__Task item__. Only the number is wanted: state how many lines of the data below contain the word "provider".

(Saved entries)
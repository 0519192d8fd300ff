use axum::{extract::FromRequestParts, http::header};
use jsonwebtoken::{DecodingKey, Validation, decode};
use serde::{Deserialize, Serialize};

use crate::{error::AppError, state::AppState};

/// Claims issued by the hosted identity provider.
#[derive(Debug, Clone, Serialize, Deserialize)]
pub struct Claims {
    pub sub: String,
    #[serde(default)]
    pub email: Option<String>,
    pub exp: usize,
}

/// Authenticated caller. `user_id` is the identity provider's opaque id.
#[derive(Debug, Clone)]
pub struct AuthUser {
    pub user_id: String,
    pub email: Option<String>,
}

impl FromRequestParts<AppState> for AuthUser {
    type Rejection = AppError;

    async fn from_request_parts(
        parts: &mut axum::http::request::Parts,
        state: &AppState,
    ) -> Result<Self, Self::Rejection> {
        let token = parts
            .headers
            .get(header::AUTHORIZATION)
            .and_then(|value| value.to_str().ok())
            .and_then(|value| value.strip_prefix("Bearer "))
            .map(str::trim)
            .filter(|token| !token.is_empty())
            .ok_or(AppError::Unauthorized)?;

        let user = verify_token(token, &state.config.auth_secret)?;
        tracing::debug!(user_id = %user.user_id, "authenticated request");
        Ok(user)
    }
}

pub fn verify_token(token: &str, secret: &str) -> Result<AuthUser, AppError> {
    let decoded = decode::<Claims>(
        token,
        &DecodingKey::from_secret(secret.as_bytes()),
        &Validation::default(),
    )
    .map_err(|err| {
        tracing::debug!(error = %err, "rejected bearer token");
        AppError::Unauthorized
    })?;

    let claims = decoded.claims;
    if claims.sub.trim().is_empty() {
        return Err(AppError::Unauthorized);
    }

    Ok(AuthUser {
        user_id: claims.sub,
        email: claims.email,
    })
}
--
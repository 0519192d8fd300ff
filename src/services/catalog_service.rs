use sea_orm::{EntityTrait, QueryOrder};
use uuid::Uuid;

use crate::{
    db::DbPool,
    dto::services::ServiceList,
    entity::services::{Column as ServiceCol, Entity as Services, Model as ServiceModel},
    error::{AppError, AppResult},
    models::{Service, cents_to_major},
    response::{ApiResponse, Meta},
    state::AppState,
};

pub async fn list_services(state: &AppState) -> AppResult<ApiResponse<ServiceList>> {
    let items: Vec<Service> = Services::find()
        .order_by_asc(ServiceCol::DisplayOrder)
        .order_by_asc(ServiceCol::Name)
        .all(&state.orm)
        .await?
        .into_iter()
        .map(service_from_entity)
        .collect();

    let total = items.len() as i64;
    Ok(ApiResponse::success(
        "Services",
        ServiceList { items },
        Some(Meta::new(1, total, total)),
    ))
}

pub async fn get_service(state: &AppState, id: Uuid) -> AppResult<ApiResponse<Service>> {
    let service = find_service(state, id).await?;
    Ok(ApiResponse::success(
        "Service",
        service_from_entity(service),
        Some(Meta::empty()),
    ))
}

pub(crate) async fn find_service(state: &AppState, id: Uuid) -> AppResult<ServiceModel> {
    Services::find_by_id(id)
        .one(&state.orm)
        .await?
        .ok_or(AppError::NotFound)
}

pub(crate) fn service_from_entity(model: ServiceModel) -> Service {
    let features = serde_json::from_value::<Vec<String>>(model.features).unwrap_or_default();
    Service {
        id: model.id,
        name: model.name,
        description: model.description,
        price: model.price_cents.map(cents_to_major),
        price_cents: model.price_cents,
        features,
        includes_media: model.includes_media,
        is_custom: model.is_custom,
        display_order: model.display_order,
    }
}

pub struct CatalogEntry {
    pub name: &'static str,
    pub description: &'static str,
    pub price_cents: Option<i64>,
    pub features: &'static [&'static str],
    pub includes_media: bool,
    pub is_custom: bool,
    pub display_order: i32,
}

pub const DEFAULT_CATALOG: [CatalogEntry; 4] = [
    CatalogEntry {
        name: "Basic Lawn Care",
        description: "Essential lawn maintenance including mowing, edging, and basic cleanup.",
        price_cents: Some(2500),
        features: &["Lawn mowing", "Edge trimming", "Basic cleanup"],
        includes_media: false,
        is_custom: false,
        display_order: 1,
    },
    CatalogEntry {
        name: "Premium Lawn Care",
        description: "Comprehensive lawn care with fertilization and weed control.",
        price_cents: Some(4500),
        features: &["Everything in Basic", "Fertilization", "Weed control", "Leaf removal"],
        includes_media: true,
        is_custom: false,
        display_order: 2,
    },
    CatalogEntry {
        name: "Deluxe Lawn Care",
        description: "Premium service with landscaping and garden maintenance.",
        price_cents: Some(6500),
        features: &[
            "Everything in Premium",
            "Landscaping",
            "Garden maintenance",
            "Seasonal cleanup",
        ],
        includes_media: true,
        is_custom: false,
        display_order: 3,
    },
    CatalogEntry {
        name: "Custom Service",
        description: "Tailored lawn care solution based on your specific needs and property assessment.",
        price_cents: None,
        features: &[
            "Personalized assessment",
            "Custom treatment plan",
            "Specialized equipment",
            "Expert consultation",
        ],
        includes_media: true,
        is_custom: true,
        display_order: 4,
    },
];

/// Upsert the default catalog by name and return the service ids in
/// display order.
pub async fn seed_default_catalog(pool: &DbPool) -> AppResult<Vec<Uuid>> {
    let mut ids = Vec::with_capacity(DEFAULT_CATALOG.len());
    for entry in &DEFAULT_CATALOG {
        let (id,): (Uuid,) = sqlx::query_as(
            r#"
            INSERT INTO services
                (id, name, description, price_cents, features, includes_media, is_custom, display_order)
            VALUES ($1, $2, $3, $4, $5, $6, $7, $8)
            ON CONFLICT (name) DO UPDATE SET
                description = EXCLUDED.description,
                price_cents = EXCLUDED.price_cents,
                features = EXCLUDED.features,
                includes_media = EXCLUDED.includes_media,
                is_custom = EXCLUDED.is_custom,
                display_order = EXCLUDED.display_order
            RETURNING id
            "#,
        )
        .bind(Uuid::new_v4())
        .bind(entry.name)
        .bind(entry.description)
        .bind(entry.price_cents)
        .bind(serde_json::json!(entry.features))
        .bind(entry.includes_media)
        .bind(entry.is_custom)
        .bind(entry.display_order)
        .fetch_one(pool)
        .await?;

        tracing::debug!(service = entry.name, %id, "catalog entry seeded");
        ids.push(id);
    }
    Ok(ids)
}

__Solution__. 2